# Data extract:
=====

//! # Cardinal Dictionary
//!
//! Membership index over cardinal-number words ("two", "dozen", "million").
//! Words are stored in a radix trie so a lookup walks at most the length of
//! the queried word.
//!
//! The dictionary is built once from a newline-delimited word list and never
//! mutated afterwards, so a single instance can be shared across threads.
//! Matching is exact and case-sensitive: "Two" is not found when the list
//! contains "two".

use std::fmt;

use radix_trie::{Trie, TrieCommon};
use tracing::debug;

use crate::error::{CirrusError, Result};

/// Word list compiled into the crate, one cardinal per line.
pub const EMBEDDED_CARDINALS: &str = include_str!("../data/cardinals.txt");

/// Trie of cardinal-number words.
pub struct CardinalDictionary {
    words: Trie<String, ()>,
}

impl fmt::Debug for CardinalDictionary {
    fn fmt(&self, f: &mut fmt::Formatter<'_>) -> fmt::Result {
        f.debug_struct("CardinalDictionary")
            .field("words", &self.len())
            .finish()
    }
}

impl CardinalDictionary {
    /// Builds the dictionary from newline-delimited content.
    ///
    /// Surrounding whitespace (including a trailing `\r`) is trimmed from each
    /// line and blank lines are skipped, so an empty string is never a member.
    /// Fails with [`CirrusError::EmptyDictionary`] if no word remains.
    pub fn from_word_list(content: &str) -> Result<Self> {
        let mut words = Trie::new();
        for word in content.lines().map(str::trim).filter(|w| !w.is_empty()) {
            words.insert(word.to_string(), ());
        }

        if words.is_empty() {
            return Err(CirrusError::EmptyDictionary);
        }

        debug!(words = words.len(), "cardinal dictionary built");
        Ok(Self { words })
    }

    /// Builds the dictionary from [`EMBEDDED_CARDINALS`].
    pub fn embedded() -> Result<Self> {
        Self::from_word_list(EMBEDDED_CARDINALS)
    }

    /// Exact, case-sensitive membership test.
    pub fn contains(&self, word: &str) -> bool {
        !word.is_empty() && self.words.get(word).is_some()
    }

    /// Number of distinct words.
    pub fn len(&self) -> usize {
        self.words.len()
    }

    pub fn is_empty(&self) -> bool {
        self.words.is_empty()
    }
}

#[cfg(test)]
mod tests {
    use super::*;

    #[test]
    fn test_embedded_contains_common_cardinals() {
        let dict = CardinalDictionary::embedded().unwrap();
        for word in ["two", "dozen", "hundred", "million"] {
            assert!(dict.contains(word), "{word} should be a cardinal");
        }
        assert!(!dict.contains("something"));
    }

    #[test]
    fn test_lookup_is_exact_and_case_sensitive() {
        let dict = CardinalDictionary::from_word_list("two\ntwenty\n").unwrap();
        assert!(dict.contains("two"));
        assert!(dict.contains("twenty"));
        assert!(!dict.contains("tw"));
        assert!(!dict.contains("twos"));
        assert!(!dict.contains("Two"));
    }

    #[test]
    fn test_blank_lines_are_not_members() {
        let dict = CardinalDictionary::from_word_list("\none\r\n\n  \ntwo\n").unwrap();
        assert_eq!(dict.len(), 2);
        assert!(dict.contains("one"));
        assert!(!dict.contains(""));
    }

    #[test]
    fn test_duplicates_collapse() {
        let dict = CardinalDictionary::from_word_list("ten\nten\nten").unwrap();
        assert_eq!(dict.len(), 1);
    }

    #[test]
    fn test_empty_word_list_is_an_error() {
        assert_eq!(
            CardinalDictionary::from_word_list("\n\n   \n").unwrap_err(),
            CirrusError::EmptyDictionary
        );
    }
}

=====

Copy every line in the entries above that has the string "impl" in it.

impl fmt::Debug for CardinalDictionary {
impl CardinalDictionary {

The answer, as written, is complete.